- [DESCRIPTION OF THE TASK] Would you please copy every line from the records that contains the word "beyond"?
* * * *
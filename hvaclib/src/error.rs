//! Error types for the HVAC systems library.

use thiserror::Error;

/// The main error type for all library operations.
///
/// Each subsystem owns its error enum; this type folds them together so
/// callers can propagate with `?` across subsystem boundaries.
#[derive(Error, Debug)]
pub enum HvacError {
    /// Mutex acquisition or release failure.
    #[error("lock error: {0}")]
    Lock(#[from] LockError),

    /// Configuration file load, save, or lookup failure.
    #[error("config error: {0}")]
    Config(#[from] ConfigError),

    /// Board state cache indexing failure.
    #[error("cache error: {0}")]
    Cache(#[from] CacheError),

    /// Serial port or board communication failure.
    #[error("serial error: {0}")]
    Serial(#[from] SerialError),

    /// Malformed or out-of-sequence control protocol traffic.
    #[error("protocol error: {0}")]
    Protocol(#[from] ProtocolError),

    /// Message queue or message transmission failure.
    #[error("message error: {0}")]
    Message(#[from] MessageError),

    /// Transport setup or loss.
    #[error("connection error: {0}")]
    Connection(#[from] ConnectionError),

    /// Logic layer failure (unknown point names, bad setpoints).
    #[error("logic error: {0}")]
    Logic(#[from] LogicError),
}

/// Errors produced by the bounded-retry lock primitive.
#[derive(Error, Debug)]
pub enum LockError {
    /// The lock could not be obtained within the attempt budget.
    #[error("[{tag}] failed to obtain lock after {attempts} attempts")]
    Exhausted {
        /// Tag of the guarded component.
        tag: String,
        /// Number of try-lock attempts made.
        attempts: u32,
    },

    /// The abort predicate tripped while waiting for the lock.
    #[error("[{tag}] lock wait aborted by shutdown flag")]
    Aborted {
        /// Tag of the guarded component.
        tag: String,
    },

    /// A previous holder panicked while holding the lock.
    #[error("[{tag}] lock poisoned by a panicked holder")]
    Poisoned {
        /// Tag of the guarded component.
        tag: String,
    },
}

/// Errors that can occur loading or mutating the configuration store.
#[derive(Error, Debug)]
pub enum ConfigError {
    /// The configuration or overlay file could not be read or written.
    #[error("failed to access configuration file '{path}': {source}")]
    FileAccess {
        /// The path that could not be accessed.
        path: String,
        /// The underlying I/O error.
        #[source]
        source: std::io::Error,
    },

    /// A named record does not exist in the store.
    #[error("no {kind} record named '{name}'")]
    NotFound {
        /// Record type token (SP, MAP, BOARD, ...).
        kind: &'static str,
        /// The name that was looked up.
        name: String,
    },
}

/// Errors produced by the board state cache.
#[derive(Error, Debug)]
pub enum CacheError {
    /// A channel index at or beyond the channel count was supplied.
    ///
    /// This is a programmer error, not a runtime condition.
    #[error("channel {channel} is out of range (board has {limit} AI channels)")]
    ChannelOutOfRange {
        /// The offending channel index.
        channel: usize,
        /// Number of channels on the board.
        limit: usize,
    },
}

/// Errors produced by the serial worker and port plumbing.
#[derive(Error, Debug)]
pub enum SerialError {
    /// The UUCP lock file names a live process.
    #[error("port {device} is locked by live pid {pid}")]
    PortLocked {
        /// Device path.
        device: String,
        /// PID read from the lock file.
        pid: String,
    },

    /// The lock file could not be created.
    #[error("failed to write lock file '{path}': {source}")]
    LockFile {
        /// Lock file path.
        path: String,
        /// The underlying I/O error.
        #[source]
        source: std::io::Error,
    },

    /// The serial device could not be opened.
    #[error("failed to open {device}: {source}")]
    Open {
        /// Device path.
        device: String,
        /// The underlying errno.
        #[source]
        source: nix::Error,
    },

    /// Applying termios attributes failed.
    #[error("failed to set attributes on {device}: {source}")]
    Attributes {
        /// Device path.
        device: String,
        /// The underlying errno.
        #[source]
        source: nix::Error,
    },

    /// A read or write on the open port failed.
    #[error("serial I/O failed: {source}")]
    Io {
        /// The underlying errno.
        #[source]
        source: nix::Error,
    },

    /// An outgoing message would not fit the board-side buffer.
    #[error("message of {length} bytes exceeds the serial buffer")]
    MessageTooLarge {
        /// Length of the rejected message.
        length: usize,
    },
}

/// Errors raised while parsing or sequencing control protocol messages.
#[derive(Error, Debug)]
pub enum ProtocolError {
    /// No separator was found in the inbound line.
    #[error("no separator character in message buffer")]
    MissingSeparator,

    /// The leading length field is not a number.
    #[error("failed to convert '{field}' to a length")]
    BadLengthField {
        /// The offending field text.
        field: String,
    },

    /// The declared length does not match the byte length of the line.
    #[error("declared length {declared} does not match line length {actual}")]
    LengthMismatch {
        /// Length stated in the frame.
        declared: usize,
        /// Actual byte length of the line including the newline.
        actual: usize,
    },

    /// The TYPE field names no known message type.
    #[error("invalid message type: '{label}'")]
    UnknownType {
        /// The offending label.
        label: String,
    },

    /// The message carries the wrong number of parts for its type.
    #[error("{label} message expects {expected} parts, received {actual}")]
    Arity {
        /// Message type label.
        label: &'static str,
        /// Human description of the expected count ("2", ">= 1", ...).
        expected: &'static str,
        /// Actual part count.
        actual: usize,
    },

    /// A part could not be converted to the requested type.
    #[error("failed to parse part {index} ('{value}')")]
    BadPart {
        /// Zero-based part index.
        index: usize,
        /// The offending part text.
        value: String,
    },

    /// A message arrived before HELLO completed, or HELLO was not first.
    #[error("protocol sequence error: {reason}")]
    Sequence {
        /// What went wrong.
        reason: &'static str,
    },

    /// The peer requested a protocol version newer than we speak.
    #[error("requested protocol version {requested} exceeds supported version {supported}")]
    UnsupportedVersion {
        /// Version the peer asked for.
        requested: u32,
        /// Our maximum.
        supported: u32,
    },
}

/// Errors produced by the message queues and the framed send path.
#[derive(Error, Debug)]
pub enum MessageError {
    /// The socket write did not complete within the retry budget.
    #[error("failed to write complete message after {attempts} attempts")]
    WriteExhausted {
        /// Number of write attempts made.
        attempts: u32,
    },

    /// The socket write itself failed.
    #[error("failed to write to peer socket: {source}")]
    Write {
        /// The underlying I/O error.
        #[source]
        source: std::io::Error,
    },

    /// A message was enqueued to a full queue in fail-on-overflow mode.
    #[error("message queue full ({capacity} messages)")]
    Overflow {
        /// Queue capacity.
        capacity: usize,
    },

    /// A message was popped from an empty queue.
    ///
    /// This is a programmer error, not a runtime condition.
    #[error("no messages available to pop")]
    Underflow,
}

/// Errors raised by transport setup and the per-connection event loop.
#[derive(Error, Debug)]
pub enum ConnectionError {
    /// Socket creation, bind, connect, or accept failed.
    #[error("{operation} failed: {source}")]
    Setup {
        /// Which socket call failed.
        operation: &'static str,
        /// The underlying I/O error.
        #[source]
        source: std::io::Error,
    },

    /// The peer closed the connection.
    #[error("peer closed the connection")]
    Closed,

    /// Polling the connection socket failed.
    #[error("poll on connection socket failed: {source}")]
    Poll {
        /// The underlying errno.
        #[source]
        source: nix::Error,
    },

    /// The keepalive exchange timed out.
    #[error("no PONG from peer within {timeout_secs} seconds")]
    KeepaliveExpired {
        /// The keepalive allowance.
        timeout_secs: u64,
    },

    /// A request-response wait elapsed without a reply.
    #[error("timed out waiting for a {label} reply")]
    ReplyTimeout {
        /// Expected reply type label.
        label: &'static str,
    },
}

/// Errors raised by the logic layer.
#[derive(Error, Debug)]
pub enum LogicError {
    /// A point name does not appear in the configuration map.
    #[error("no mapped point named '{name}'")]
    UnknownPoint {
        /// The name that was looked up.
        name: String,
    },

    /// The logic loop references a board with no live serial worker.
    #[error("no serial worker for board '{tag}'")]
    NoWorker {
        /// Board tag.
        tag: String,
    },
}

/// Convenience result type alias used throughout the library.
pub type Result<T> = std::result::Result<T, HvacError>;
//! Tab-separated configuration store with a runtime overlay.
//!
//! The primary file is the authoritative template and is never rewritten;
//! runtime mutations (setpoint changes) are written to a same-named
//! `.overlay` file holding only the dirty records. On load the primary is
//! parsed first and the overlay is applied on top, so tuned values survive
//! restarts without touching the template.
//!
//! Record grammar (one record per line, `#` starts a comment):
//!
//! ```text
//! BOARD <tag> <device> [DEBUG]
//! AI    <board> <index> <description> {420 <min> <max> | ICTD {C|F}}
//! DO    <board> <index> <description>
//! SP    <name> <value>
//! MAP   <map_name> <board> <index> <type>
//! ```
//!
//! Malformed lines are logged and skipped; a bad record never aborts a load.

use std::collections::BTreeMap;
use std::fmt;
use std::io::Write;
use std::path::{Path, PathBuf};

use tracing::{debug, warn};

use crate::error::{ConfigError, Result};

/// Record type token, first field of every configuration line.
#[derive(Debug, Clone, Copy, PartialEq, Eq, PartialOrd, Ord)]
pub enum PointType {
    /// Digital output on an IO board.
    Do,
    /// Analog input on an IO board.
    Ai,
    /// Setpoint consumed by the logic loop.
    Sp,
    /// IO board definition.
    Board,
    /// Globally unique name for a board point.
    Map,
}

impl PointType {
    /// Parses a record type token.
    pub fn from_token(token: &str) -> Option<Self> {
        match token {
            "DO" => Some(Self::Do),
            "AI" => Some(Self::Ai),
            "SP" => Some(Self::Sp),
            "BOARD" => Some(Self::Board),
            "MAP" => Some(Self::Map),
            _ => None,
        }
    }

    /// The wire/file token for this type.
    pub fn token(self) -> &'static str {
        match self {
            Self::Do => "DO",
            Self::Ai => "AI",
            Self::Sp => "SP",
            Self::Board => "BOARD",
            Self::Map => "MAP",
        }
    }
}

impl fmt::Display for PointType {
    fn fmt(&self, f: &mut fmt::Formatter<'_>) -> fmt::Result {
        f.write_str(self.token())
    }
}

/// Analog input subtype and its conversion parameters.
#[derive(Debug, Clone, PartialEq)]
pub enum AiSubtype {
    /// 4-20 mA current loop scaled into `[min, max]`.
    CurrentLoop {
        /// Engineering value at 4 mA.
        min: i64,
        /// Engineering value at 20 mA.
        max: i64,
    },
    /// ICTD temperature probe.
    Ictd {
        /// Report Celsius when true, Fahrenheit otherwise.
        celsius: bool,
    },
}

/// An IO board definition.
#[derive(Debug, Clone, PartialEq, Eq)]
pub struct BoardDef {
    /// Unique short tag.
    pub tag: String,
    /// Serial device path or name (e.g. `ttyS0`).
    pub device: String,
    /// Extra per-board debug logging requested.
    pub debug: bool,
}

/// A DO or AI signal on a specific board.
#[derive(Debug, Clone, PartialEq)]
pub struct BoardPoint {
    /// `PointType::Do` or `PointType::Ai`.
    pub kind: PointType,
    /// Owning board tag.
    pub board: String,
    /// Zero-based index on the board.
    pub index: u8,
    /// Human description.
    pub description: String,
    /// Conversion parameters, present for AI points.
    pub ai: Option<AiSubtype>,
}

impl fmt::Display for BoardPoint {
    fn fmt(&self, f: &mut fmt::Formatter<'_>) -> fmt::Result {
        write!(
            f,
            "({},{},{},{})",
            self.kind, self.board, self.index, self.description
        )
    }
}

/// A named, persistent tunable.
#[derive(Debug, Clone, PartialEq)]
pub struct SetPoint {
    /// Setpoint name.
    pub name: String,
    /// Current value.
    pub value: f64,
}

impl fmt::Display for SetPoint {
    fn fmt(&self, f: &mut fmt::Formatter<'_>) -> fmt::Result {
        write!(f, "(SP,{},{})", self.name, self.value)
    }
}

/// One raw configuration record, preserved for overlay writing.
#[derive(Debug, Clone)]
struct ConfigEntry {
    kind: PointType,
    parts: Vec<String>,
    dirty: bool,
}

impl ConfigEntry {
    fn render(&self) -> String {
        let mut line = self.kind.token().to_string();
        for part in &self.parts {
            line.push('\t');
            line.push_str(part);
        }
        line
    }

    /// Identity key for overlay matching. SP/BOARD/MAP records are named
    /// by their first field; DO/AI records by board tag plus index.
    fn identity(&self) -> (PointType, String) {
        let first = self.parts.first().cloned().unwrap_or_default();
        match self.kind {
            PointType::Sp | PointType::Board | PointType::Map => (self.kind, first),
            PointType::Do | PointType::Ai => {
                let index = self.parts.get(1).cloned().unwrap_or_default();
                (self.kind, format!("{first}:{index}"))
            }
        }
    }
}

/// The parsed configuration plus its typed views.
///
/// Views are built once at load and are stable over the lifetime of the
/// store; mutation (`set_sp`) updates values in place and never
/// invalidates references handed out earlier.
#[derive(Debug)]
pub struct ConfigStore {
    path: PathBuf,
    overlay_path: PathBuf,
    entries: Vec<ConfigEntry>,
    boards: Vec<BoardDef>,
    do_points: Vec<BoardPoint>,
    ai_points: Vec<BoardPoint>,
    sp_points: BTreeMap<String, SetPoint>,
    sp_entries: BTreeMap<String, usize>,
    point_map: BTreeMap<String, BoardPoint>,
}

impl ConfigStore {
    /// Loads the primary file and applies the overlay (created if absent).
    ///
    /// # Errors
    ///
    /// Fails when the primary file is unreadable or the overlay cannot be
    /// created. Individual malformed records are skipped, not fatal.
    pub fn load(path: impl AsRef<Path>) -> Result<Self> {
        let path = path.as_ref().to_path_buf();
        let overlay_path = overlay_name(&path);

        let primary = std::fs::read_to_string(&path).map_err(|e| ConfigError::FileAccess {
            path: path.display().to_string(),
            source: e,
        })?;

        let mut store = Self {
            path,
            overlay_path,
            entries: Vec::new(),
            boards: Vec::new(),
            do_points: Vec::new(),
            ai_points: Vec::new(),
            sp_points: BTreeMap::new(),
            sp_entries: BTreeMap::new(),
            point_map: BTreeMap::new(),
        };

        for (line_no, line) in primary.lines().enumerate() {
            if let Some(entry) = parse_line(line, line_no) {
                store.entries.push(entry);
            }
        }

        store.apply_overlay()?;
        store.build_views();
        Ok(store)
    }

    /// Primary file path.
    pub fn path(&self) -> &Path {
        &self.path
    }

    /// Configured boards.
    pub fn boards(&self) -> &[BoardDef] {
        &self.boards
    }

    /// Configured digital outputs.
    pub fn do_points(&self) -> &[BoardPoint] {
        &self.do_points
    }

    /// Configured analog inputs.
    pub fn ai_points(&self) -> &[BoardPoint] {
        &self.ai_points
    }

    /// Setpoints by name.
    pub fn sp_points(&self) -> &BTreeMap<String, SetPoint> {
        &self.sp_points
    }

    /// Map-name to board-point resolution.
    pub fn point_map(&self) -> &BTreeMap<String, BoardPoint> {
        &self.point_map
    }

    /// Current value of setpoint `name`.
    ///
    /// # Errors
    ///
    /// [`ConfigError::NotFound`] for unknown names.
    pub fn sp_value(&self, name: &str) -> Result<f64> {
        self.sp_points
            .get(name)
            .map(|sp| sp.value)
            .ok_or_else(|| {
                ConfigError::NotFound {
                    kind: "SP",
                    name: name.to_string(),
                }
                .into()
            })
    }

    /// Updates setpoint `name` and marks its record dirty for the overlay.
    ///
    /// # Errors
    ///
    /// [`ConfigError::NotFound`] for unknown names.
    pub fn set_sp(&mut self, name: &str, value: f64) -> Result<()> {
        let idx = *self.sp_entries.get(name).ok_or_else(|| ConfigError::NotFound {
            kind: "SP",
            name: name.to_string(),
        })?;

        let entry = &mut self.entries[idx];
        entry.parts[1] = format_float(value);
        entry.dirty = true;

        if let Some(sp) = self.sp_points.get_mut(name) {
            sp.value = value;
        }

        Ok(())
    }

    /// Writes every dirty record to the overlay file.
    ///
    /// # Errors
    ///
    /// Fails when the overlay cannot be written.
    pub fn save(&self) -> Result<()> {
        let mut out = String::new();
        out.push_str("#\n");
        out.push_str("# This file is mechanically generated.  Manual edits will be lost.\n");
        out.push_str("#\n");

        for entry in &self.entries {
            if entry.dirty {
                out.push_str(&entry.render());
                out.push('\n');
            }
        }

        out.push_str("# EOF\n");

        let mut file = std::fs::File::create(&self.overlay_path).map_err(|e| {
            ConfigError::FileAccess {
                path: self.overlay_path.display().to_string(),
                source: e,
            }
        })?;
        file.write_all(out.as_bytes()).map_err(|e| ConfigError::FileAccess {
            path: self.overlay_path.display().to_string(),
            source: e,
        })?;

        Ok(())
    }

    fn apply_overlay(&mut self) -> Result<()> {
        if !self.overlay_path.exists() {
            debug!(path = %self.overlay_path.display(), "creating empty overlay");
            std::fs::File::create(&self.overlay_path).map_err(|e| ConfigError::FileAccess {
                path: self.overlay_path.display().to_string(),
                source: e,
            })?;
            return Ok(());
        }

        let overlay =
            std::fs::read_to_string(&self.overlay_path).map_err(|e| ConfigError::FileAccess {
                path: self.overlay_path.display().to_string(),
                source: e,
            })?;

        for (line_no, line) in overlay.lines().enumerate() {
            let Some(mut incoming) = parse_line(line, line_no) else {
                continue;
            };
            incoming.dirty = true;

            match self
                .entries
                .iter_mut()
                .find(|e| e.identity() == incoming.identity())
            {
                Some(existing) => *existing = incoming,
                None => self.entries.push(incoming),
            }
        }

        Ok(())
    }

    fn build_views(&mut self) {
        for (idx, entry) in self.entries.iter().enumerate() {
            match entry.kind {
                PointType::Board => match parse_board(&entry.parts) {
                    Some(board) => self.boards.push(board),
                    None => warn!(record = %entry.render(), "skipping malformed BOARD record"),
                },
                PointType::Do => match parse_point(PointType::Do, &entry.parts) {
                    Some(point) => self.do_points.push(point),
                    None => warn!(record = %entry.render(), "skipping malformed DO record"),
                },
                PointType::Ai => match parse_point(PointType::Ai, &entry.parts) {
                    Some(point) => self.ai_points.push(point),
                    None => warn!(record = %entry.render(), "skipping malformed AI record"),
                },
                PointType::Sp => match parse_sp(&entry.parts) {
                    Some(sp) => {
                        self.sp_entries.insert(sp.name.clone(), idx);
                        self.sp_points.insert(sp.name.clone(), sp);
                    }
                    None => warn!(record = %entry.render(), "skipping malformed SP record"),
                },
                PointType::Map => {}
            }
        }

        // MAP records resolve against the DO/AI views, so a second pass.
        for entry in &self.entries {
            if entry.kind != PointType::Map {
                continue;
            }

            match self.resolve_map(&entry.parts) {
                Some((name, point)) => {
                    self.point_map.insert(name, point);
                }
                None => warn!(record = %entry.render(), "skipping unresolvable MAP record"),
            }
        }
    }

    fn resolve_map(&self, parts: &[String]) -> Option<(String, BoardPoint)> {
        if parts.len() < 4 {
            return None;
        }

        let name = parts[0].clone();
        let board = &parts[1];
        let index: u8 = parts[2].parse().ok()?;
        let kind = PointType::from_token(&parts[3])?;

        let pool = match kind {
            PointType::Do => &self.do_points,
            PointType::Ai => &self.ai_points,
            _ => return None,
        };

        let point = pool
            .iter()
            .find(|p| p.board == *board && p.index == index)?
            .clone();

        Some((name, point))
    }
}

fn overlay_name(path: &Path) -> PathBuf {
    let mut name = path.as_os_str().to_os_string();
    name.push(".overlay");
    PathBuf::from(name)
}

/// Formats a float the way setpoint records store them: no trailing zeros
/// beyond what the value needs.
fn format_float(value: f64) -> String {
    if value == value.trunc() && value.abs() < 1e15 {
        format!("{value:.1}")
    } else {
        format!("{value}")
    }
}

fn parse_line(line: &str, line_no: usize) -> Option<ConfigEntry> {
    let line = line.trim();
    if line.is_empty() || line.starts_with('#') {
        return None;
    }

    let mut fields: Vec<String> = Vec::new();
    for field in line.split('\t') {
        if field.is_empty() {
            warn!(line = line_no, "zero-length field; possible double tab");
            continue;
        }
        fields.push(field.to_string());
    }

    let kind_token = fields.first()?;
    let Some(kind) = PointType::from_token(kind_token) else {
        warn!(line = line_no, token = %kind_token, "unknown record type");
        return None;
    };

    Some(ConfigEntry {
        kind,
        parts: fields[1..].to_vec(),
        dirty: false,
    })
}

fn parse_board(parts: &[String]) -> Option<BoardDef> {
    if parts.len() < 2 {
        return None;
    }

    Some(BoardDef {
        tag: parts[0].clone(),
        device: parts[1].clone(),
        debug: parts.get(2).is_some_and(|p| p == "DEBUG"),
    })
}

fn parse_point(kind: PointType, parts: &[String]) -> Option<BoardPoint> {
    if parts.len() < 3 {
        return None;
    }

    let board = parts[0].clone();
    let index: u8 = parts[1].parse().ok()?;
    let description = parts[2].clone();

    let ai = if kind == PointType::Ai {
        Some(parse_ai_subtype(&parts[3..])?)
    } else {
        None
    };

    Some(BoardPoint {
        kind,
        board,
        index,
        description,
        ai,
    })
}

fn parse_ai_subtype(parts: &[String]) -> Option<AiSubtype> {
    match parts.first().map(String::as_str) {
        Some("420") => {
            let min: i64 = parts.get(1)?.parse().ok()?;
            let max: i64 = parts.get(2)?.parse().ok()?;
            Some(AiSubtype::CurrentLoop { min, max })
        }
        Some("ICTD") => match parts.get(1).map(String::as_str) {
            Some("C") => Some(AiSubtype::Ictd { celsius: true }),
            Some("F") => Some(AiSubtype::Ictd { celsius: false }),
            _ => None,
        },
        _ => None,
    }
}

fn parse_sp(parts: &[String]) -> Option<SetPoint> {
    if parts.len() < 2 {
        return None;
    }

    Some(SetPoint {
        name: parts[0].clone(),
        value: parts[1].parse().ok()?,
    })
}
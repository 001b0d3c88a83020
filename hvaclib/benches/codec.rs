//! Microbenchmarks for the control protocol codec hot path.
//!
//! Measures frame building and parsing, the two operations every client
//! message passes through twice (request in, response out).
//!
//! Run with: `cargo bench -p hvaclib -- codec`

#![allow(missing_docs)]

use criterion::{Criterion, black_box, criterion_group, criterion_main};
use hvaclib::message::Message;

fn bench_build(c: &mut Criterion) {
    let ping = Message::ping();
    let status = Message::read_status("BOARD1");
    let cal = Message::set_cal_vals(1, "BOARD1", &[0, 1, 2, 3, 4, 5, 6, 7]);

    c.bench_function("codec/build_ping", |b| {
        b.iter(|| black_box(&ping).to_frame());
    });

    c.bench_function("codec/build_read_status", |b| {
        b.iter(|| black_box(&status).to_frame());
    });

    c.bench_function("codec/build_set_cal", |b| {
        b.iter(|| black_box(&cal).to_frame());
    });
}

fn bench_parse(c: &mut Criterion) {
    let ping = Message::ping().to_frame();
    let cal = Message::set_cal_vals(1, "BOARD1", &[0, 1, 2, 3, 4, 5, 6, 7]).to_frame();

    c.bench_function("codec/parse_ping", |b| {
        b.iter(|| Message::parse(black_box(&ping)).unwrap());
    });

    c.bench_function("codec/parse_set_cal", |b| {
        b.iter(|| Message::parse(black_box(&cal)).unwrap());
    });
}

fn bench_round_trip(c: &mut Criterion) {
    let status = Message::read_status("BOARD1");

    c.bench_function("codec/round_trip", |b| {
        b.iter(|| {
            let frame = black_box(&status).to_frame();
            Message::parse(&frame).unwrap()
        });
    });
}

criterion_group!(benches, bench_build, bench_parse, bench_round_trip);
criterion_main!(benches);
* * * *
- [SOLUTION FOR THIS PROBLEM]
    /// A channel index at or beyond the channel count was supplied.
/// beyond what the value needs.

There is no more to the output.